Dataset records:
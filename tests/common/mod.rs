#![allow(dead_code)]

use std::sync::atomic::{AtomicUsize, Ordering};
use std::sync::Arc;

use async_trait::async_trait;
use chrono::{Duration, NaiveDate};
use smartfolio::external::market_data_provider::{MarketDataError, MarketDataProvider};
use smartfolio::external::mock_provider::MockProvider;
use smartfolio::models::{HistoryWindow, OhlcvBar, StockInfo, StrategyCatalog};
use smartfolio::services::market_data_service::{FetchPolicies, MarketDataClient};
use smartfolio::services::portfolio_service::PortfolioCalculator;
use tokio::sync::{Notify, Semaphore};

pub const BARS_PER_YEAR: usize = 252;

pub fn as_of() -> NaiveDate {
    NaiveDate::from_ymd_opt(2024, 6, 28).unwrap()
}

/// Daily bars ending at `as_of()`, closes moving linearly from `first` to
/// `last`. Volumes alternate 900k / 1.1M so every fixture has the same
/// volume trend.
pub fn linear_series(first: f64, last: f64) -> Vec<OhlcvBar> {
    let n = BARS_PER_YEAR;
    let start = as_of() - Duration::days(n as i64 - 1);
    (0..n)
        .map(|i| {
            let close = first + (last - first) * i as f64 / (n - 1) as f64;
            let volume = if i % 2 == 0 { 900_000.0 } else { 1_100_000.0 };
            OhlcvBar::from_close(start + Duration::days(i as i64), close, volume)
        })
        .collect()
}

pub fn info(symbol: &str) -> StockInfo {
    StockInfo {
        symbol: symbol.to_string(),
        market_cap: Some(1.0e11),
        forward_pe: Some(22.0),
        dividend_yield: Some(0.01),
        fifty_two_week_high: Some(110.0),
        fifty_two_week_low: Some(90.0),
        average_volume: Some(1.0e6),
    }
}

/// AAPL +5%, ADBE flat, NSRGY -2% over the year.
pub fn ethical_provider() -> MockProvider {
    MockProvider::new(as_of())
        .with_history("AAPL", linear_series(100.0, 105.0))
        .with_history("ADBE", linear_series(100.0, 100.0))
        .with_history("NSRGY", linear_series(100.0, 98.0))
        .with_info(info("AAPL"))
        .with_info(info("ADBE"))
        .with_info(info("NSRGY"))
}

pub fn calculator_with(provider: Arc<dyn MarketDataProvider>, catalog: StrategyCatalog) -> PortfolioCalculator {
    let client = MarketDataClient::new(provider, FetchPolicies::default());
    PortfolioCalculator::new(client, catalog, 5000.0, 1)
}

/// Counts every provider call before delegating.
pub struct CountingProvider<P> {
    pub inner: P,
    pub calls: AtomicUsize,
}

impl<P> CountingProvider<P> {
    pub fn new(inner: P) -> Self {
        Self { inner, calls: AtomicUsize::new(0) }
    }

    pub fn calls(&self) -> usize {
        self.calls.load(Ordering::SeqCst)
    }
}

#[async_trait]
impl<P: MarketDataProvider> MarketDataProvider for CountingProvider<P> {
    async fn fetch_history(
        &self,
        symbol: &str,
        window: HistoryWindow,
    ) -> Result<Vec<OhlcvBar>, MarketDataError> {
        self.calls.fetch_add(1, Ordering::SeqCst);
        self.inner.fetch_history(symbol, window).await
    }

    async fn fetch_info(&self, symbol: &str) -> Result<StockInfo, MarketDataError> {
        self.calls.fetch_add(1, Ordering::SeqCst);
        self.inner.fetch_info(symbol).await
    }
}

/// Always rate limited.
pub struct ThrottledProvider;

#[async_trait]
impl MarketDataProvider for ThrottledProvider {
    async fn fetch_history(
        &self,
        _symbol: &str,
        _window: HistoryWindow,
    ) -> Result<Vec<OhlcvBar>, MarketDataError> {
        Err(MarketDataError::RateLimited)
    }

    async fn fetch_info(&self, _symbol: &str) -> Result<StockInfo, MarketDataError> {
        Err(MarketDataError::RateLimited)
    }
}

/// Holds every request until `open()` is called.
pub struct GatedProvider {
    pub inner: MockProvider,
    pub entered: Notify,
    gate: Semaphore,
}

impl GatedProvider {
    pub fn new(inner: MockProvider) -> Self {
        Self { inner, entered: Notify::new(), gate: Semaphore::new(0) }
    }

    pub fn open(&self) {
        self.gate.add_permits(Semaphore::MAX_PERMITS / 2);
    }

    async fn wait(&self) {
        self.entered.notify_one();
        let _permit = self.gate.acquire().await;
    }
}

#[async_trait]
impl MarketDataProvider for GatedProvider {
    async fn fetch_history(
        &self,
        symbol: &str,
        window: HistoryWindow,
    ) -> Result<Vec<OhlcvBar>, MarketDataError> {
        self.wait().await;
        self.inner.fetch_history(symbol, window).await
    }

    async fn fetch_info(&self, symbol: &str) -> Result<StockInfo, MarketDataError> {
        self.wait().await;
        self.inner.fetch_info(symbol).await
    }
}
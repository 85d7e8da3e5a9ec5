pub(crate) mod health;
pub(crate) mod portfolio;
pub(crate) mod stocks;
pub(crate) mod strategies;
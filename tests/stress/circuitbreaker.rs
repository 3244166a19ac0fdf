//! Circuit breaker stress tests

use std::sync::Arc;
use std::sync::atomic::{AtomicUsize, Ordering};
use std::time::{Duration, Instant};
use storage_resilience::{
    CircuitBreakerConfig, CircuitState, ExecuteOptions, Operation, ResilientStore, RetryPolicy,
};

use super::{ConcurrencyTracker, init_tracing};

fn store(threshold: u32, reset: Duration) -> Arc<ResilientStore> {
    Arc::new(
        ResilientStore::builder()
            .retry_policy(RetryPolicy::builder().max_attempts(1).build().unwrap())
            .circuit_breaker(
                CircuitBreakerConfig::builder()
                    .failure_threshold(threshold)
                    .reset_timeout(reset)
                    .build(),
            )
            .build(),
    )
}

/// Test: 500k successful calls through one store
#[tokio::test]
#[ignore]
async fn stress_high_volume_success() {
    init_tracing();
    let store = store(5, Duration::from_secs(30));
    let call_count = Arc::new(AtomicUsize::new(0));

    let start = Instant::now();
    for i in 0..500_000u64 {
        let c = Arc::clone(&call_count);
        let outcome = store
            .execute(
                "primary-db",
                Operation::idempotent(move || {
                    c.fetch_add(1, Ordering::Relaxed);
                    async move { Ok::<_, &str>(i) }
                }),
                ExecuteOptions::new(),
            )
            .await;
        assert!(outcome.is_success());
    }

    let elapsed = start.elapsed();
    println!("500k calls completed in {:?}", elapsed);
    println!("Throughput: {:.0} calls/sec", 500_000.0 / elapsed.as_secs_f64());
    assert_eq!(call_count.load(Ordering::Relaxed), 500_000);
    assert_eq!(store.circuit_state("primary-db"), CircuitState::Closed);
}

/// Test: thousands of concurrent callers racing for the HALF_OPEN probe slot
#[tokio::test(flavor = "multi_thread", worker_threads = 8)]
#[ignore]
async fn stress_concurrent_probe_contention() {
    init_tracing();
    let store = store(1, Duration::from_millis(50));

    let _ = store
        .execute(
            "primary-db",
            Operation::idempotent(|| async { Err::<(), _>("connection refused") }),
            ExecuteOptions::new(),
        )
        .await;
    tokio::time::sleep(Duration::from_millis(60)).await;

    let tracker = ConcurrencyTracker::new();
    let invoked = Arc::new(AtomicUsize::new(0));
    let mut handles = Vec::new();
    for _ in 0..2_000 {
        let store = Arc::clone(&store);
        let tracker = Arc::clone(&tracker);
        let invoked = Arc::clone(&invoked);
        handles.push(tokio::spawn(async move {
            store
                .execute(
                    "primary-db",
                    Operation::idempotent(move || {
                        invoked.fetch_add(1, Ordering::SeqCst);
                        tracker.enter();
                        let tracker = Arc::clone(&tracker);
                        async move {
                            tokio::time::sleep(Duration::from_millis(20)).await;
                            tracker.exit();
                            Ok::<_, &str>(())
                        }
                    }),
                    ExecuteOptions::new(),
                )
                .await
        }));
    }

    let mut succeeded = 0;
    for handle in handles {
        if handle.await.unwrap().is_success() {
            succeeded += 1;
        }
    }

    println!("Calls admitted: {}", invoked.load(Ordering::SeqCst));
    println!("Peak concurrency: {}", tracker.peak());
    // Once the probe closes the circuit, later callers run normally; while
    // it was in flight nobody else ran.
    assert!(succeeded >= 1);
    assert_eq!(store.circuit_state("primary-db"), CircuitState::Closed);
    assert!(!store.circuit_metrics("primary-db").unwrap().probe_in_flight);
}

/// Test: rapid open/close cycling leaves consistent state
#[tokio::test]
#[ignore]
async fn stress_rapid_state_transitions() {
    init_tracing();
    let store = store(2, Duration::from_millis(1));

    for i in 0..10_000u32 {
        let fail = i % 3 != 0;
        let _ = store
            .execute(
                "primary-db",
                Operation::idempotent(move || async move {
                    if fail {
                        Err("connection reset")
                    } else {
                        Ok(())
                    }
                }),
                ExecuteOptions::new(),
            )
            .await;
        if i % 100 == 0 {
            tokio::time::sleep(Duration::from_millis(2)).await;
        }
    }

    let metrics = store.circuit_metrics("primary-db").unwrap();
    println!("Final state: {:?}", metrics.state);
    assert!(metrics.failure_count <= 2);
    assert!(!metrics.probe_in_flight);
}
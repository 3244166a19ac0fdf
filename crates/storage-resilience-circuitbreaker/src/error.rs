use std::time::Duration;
use thiserror::Error;

/// A call was rejected because the resource's circuit is open.
#[derive(Debug, Clone, PartialEq, Eq, Error)]
#[error("circuit for '{resource}' is open; retry after {retry_after:?}")]
pub struct CircuitOpenError {
    /// Resource whose circuit rejected the call.
    pub resource: String,
    /// Time until the circuit admits a probe call.
    pub retry_after: Duration,
}

/// Errors returned by [`CircuitBreaker::call`](crate::CircuitBreaker::call).
#[derive(Debug, Error)]
pub enum CircuitBreakerError<E> {
    /// The circuit is open; the operation was not invoked.
    #[error(transparent)]
    OpenCircuit(#[from] CircuitOpenError),

    /// The operation ran and failed.
    #[error("storage operation failed: {0}")]
    Inner(E),
}

impl<E> CircuitBreakerError<E> {
    /// Returns true if the error indicates the circuit is open.
    pub fn is_circuit_open(&self) -> bool {
        matches!(self, CircuitBreakerError::OpenCircuit(_))
    }

    /// Returns the operation's error if present.
    pub fn into_inner(self) -> Option<E> {
        match self {
            CircuitBreakerError::Inner(e) => Some(e),
            _ => None,
        }
    }
}
//! Typed observation hooks for the storage stack.
//!
//! Circuits, the retry loop, the fallback coordinator and the degraded-mode
//! monitor each publish their own event enum. Every event carries the
//! resource key it concerns, so one sink can keep per-backend counters for
//! `primary-db`, `search-index` and so on.
//!
//! Events are delivered synchronously on the thread that raised them, after
//! the component has released its internal locks. A sink may therefore read
//! the component back (e.g. fetch circuit metrics on a trip), but it should
//! not block: it runs on the storage call path.

use std::fmt;
use std::sync::Arc;
use std::time::Instant;

/// Something a resilience component reports about a resource.
pub trait ResilienceEvent: Send + Sync + fmt::Debug {
    /// Stable snake_case name, e.g. `"state_transition"` or `"applied"`.
    fn event_type(&self) -> &'static str;

    /// Wall-clock time the component observed it.
    fn timestamp(&self) -> Instant;

    /// Resource key the event concerns (e.g. "primary-db").
    fn resource_key(&self) -> &str;
}

/// Receives events of one kind.
pub trait EventListener<E: ResilienceEvent>: Send + Sync {
    /// Handles one event.
    fn on_event(&self, event: &E);
}

/// A listener that several components can hold at once.
pub type BoxedEventListener<E> = Arc<dyn EventListener<E>>;

/// The sinks registered on one component.
///
/// Cloning is cheap and shares the sinks.
#[derive(Clone)]
pub struct EventListeners<E: ResilienceEvent> {
    listeners: Vec<BoxedEventListener<E>>,
}

impl<E: ResilienceEvent> EventListeners<E> {
    /// No sinks.
    pub fn new() -> Self {
        Self {
            listeners: Vec::new(),
        }
    }

    /// Registers `listener`.
    pub fn add<L>(&mut self, listener: L)
    where
        L: EventListener<E> + 'static,
    {
        self.listeners.push(Arc::new(listener));
    }

    /// Registers a listener that is also attached elsewhere.
    pub fn add_shared(&mut self, listener: BoxedEventListener<E>) {
        self.listeners.push(listener);
    }

    /// Delivers `event` to every sink in registration order.
    ///
    /// A sink that panics is logged and skipped; the storage call and the
    /// sinks after it carry on.
    pub fn emit(&self, event: &E) {
        for listener in &self.listeners {
            let delivered = std::panic::catch_unwind(std::panic::AssertUnwindSafe(|| {
                listener.on_event(event);
            }));
            if delivered.is_err() {
                tracing::warn!(
                    resource = event.resource_key(),
                    event = event.event_type(),
                    "event listener panicked"
                );
            }
        }
    }

    /// Whether no sink is registered.
    pub fn is_empty(&self) -> bool {
        self.listeners.is_empty()
    }

    /// Number of registered sinks.
    pub fn len(&self) -> usize {
        self.listeners.len()
    }
}

impl<E: ResilienceEvent> Default for EventListeners<E> {
    fn default() -> Self {
        Self::new()
    }
}

impl<E: ResilienceEvent> fmt::Debug for EventListeners<E> {
    fn fmt(&self, f: &mut fmt::Formatter<'_>) -> fmt::Result {
        f.debug_struct("EventListeners")
            .field("len", &self.listeners.len())
            .finish()
    }
}

/// Adapts a closure into an [`EventListener`].
///
/// ```rust
/// use storage_resilience_core::{EventListeners, FnListener, Notification};
///
/// let mut sinks = EventListeners::new();
/// sinks.add(FnListener::new(|n: &Notification| {
///     if let Notification::CircuitOpened { resource, .. } = n {
///         eprintln!("paging on-call: {resource} is failing");
///     }
/// }));
/// sinks.emit(&Notification::circuit_opened("primary-db"));
/// ```
pub struct FnListener<E, F>
where
    F: Fn(&E) + Send + Sync,
{
    f: F,
    _event: std::marker::PhantomData<fn(&E)>,
}

impl<E, F> FnListener<E, F>
where
    F: Fn(&E) + Send + Sync,
{
    /// Wraps `f`.
    pub fn new(f: F) -> Self {
        Self {
            f,
            _event: std::marker::PhantomData,
        }
    }
}

impl<E, F> EventListener<E> for FnListener<E, F>
where
    E: ResilienceEvent,
    F: Fn(&E) + Send + Sync,
{
    fn on_event(&self, event: &E) {
        (self.f)(event)
    }
}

Your instructions: Copy each line above that has the word "registered".

Task result:
/// The sinks registered on one component.
    /// Whether no sink is registered.
    /// Number of registered sinks.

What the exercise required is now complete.